The appellants as mortgagees sued in detinue to recover a certain bay mare which was included in the mortgage. There was no controversy as to the due and proper execution of the mortgage, and the justness of the claim secured thereby. After the plaintiffs had introduced "the mortgage and evidence of the debt, and that the mare sued for was included in the mortgage, and in the possession of the defendant at the institution of the action, the defendant testified in his own behalf substantially that the plaintiffs, by their agent, one Gardner, agreed to receive and did accept and receive from the defendant another and different *92horse, in the place of the horse conveyed by the mortgage. The agent Gardner, witness for the plaintiffs, contradicted this statement of the defendant, and testified substantially, that he requested payment of the defendant of the mortgage debt; that defendant told him that he had no money, but desired to make a partial payment on the debt with a horse ; that he and defendant valued the horse at fifty dollars, which amount was credited upon the debt, leaving a balance unpaid of one hundred dollars, and that there was no understanding or agreement that the horse turned over to him was substituted for the mare included in the mortgage and sued for. In the oral charge, the court instructed the jury, “that before the plaintiffs could recover in this case, they must have returned to the defendant the horse which Gardner had received from the defendant before the commencement of this suit.” The effect of this instruction was, that although the horse may have been received from the defendant by agreement with him as a partial payment upon the debt, and credited thereon, yet before the plaintiffs could maintain the action, it was necessary to first return the horse to defendant. This instruction was erroneous. It wholly ignored the evidence of the witness Gardner. The defendant had the right with the consent of the plaintiffs, to pay the debt either with money or property, and if made, the legal result was the same, whether made in money or property.

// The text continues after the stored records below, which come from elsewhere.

//! System-on-Chip construction and top-level `System` type.
//!
//! This module builds the memory side of the machine from configuration. It performs:
//! 1. **Address map:** Decodes the configured RAM, IO, counter and halt windows.
//! 2. **Device registration:** Puts the LED, seven-segment and switch ports on the IO bus.
//! 3. **Access service:** Instruction fetch, data reads, and byte-enabled data writes by region.

use std::sync::Arc;
use std::sync::atomic::{AtomicU32, Ordering};

use crate::common::error::{Result, SimError};
use crate::config::Config;
use crate::soc::devices::{GpioPort, PerfCounters, PerfEvents, PortDirection};
use crate::soc::interconnect::{Bus, IoWrite};
use crate::soc::map::{AddressMap, Region};
use crate::soc::memory::Ram;
use crate::soc::traits::Device;

/// Everything the core talks to: RAM, the IO bus and the counter block.
#[derive(Debug)]
pub struct System {
    map: AddressMap,
    ram: Ram,
    bus: Bus,
    perf: PerfCounters,
    leds: Arc<AtomicU32>,
    seven_seg: Arc<AtomicU32>,
    switches: Arc<AtomicU32>,
}

impl System {
    /// Builds the system described by `config`.
    ///
    /// # Errors
    ///
    /// Returns [`SimError::InvalidConfig`](crate::common::SimError::InvalidConfig) if the
    /// memory map is inconsistent.
    pub fn new(config: &Config) -> Result<Self> {
        config.validate()?;
        let mem = &config.memory;

        let leds = GpioPort::new("LEDS", mem.led_addr, PortDirection::Output);
        let seven_seg = GpioPort::new("SEVEN_SEG", mem.seven_seg_addr, PortDirection::Output);
        let switches = GpioPort::new("SWITCHES", mem.switch_addr, PortDirection::Input);

        let (led_handle, seg_handle, sw_handle) =
            (leds.handle(), seven_seg.handle(), switches.handle());

        let mut bus = Bus::new();
        bus.add_device(Box::new(leds));
        bus.add_device(Box::new(seven_seg));
        bus.add_device(Box::new(switches));

        Ok(Self {
            map: AddressMap::new(mem),
            ram: Ram::new(mem.ram_base, mem.ram_size),
            bus,
            perf: PerfCounters::new(mem.perf_base),
            leds: led_handle,
            seven_seg: seg_handle,
            switches: sw_handle,
        })
    }

    /// The address map.
    pub const fn map(&self) -> &AddressMap {
        &self.map
    }

    /// Combinational instruction read. `None` for a misaligned PC or one outside RAM.
    pub fn fetch(&self, pc: u32) -> Option<u32> {
        if self.map.is_executable(pc) {
            self.ram.read_word(pc)
        } else {
            None
        }
    }

    /// Reads the aligned word at `base` in `region`. Regions without storage read zero.
    pub fn read(&self, region: Region, base: u32) -> u32 {
        match region {
            Region::Ram => self.ram.read_word(base).unwrap_or(0),
            Region::Io => self.bus.read_u32(base),
            Region::PerfCounters => self
                .perf
                .read_u32(base.wrapping_sub(self.perf.address_range().0)),
            Region::Halt | Region::Unmapped => 0,
        }
    }

    /// Writes the enabled lanes of `data` to the aligned word at `base` in `region`.
    ///
    /// Returns the IO write record for stores outside RAM, or
    /// [`SimError::StoreRejected`] when RAM or the IO bus refuses the word.
    pub fn write(
        &mut self,
        region: Region,
        base: u32,
        data: u32,
        enable: u8,
    ) -> Result<Option<IoWrite>> {
        let record = IoWrite {
            addr: base,
            data,
            enable,
        };
        match region {
            Region::Ram => {
                if !self.ram.write_word(base, data, enable) {
                    return Err(SimError::StoreRejected(base));
                }
                Ok(None)
            }
            Region::Io => {
                if !self.bus.write_u32(base, data, enable) {
                    return Err(SimError::StoreRejected(base));
                }
                Ok(Some(record))
            }
            Region::PerfCounters => {
                let offset = base.wrapping_sub(self.perf.address_range().0);
                self.perf.write_u32(offset, data, enable);
                Ok(Some(record))
            }
            Region::Halt => Ok(Some(record)),
            Region::Unmapped => Ok(None),
        }
    }

    /// Ends a cycle: ticks the IO devices and counts the cycle.
    pub fn tick(&mut self, events: PerfEvents) {
        self.bus.tick();
        self.perf.record(events);
    }

    /// Main memory.
    pub const fn ram(&self) -> &Ram {
        &self.ram
    }

    /// Mutable main memory, for loaders and tests.
    pub const fn ram_mut(&mut self) -> &mut Ram {
        &mut self.ram
    }

    /// The IO bus.
    pub const fn bus(&self) -> &Bus {
        &self.bus
    }

    /// The performance counters.
    pub const fn perf(&self) -> &PerfCounters {
        &self.perf
    }

    /// Drives the switch inputs.
    pub fn set_switches(&self, value: u32) {
        self.switches.store(value, Ordering::Relaxed);
    }

    /// Current LED bank value.
    pub fn leds(&self) -> u32 {
        self.leds.load(Ordering::Relaxed)
    }

    /// Current seven-segment display register value.
    pub fn seven_seg(&self) -> u32 {
        self.seven_seg.load(Ordering::Relaxed)
    }
}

The plaintiffs requested the court to give the affirmative charge in their favor, which charge was refused. Section 1731 of the Code of 1886 is as follows : “ A mortgage of personal property is not valid, unless made in writing and subscribed by the mortgagor. ” We are of opinion, that parties cannot by parol substitute personal property, not embraced in a mortgage, for property included in a mortgage, so as to transfer the lien of the mortgage upon the substituted property, and release the mortgage property from the lien. To allow this would be a violation of the statute. This principle, however, would not relieve a mortgagee from the just and equitable doctrine of estoppel. If a mortgagee undertakes by an agreement to release certain mortgaged property in consideration of other property which he receives in lieu thereof, he would not be permitted to *93hold on to the property thus received and also assert the mortgage claim and- lien against the property agreed to be released and delivered up. We would not be understood as intimating that the mortgagor and mortgagee might not make a valid parol agreement, upon valuable consideration, which would operate to divest the title of the mortgagee and invest it in the mortgagor, freed from the legal operation of the mortgage. — Powers v. Harris, 68 Ala. 409. The evidence of the defendant tended to establish such an agreement. The court did not err in refusing the affimative charge for the plaintiff.
Reversed and remanded.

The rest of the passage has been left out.